Saved data entries
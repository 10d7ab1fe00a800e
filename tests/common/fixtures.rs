//! Predefined repository scenarios

#![allow(dead_code)]

use super::repository::*;
use git_jump::core::store::{BranchUsage, UsageMap};

/// Repository with a few branches, `main` checked out
pub fn create_multi_branch_repo() -> anyhow::Result<TestRepo> {
    let repo = setup_test_repo()?;
    create_branches(&repo.path, &["develop", "feature/login", "feature/signup", "hotfix"])?;
    Ok(repo)
}

/// Same branches with recorded switches: hotfix most recent, then develop
pub fn create_repo_with_history() -> anyhow::Result<TestRepo> {
    let repo = create_multi_branch_repo()?;
    let store = repo.store();
    store.ensure_initialized()?;

    let usage: UsageMap = [("develop", 100), ("hotfix", 300), ("deleted-long-ago", 200)]
        .into_iter()
        .map(|(name, last_switch)| {
            (
                name.to_string(),
                BranchUsage {
                    name: name.to_string(),
                    last_switch,
                },
            )
        })
        .collect();
    store.write(&usage)?;

    Ok(repo)
}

YOUR TASK >>
Copy every record shown above, exactly and completely.

EXERCISE RESULT >>
repository 10d7ab1fe00a800e
filename tests/common/fixtures.rs
//! Predefined repository scenarios

#![allow(dead_code)]

use super::repository::*;
use git_jump::core::store::{BranchUsage, UsageMap};

/// Repository with a few branches, `main` checked out
pub fn create_multi_branch_repo() -> anyhow::Result<TestRepo> {
    let repo = setup_test_repo()?;
    create_branches(&repo.path, &["develop", "feature/login", "feature/signup", "hotfix"])?;
    Ok(repo)
}

/// Same branches with recorded switches: hotfix most recent, then develop
pub fn create_repo_with_history() -> anyhow::Result<TestRepo> {
    let repo = create_multi_branch_repo()?;
    let store = repo.store();
    store.ensure_initialized()?;

    let usage: UsageMap = [("develop", 100), ("hotfix", 300), ("deleted-long-ago", 200)]
        .into_iter()
        .map(|(name, last_switch)| {
            (
                name.to_string(),
                BranchUsage {
                    name: name.to_string(),
                    last_switch,
                },
            )
        })
        .collect();
    store.write(&usage)?;

    Ok(repo)
}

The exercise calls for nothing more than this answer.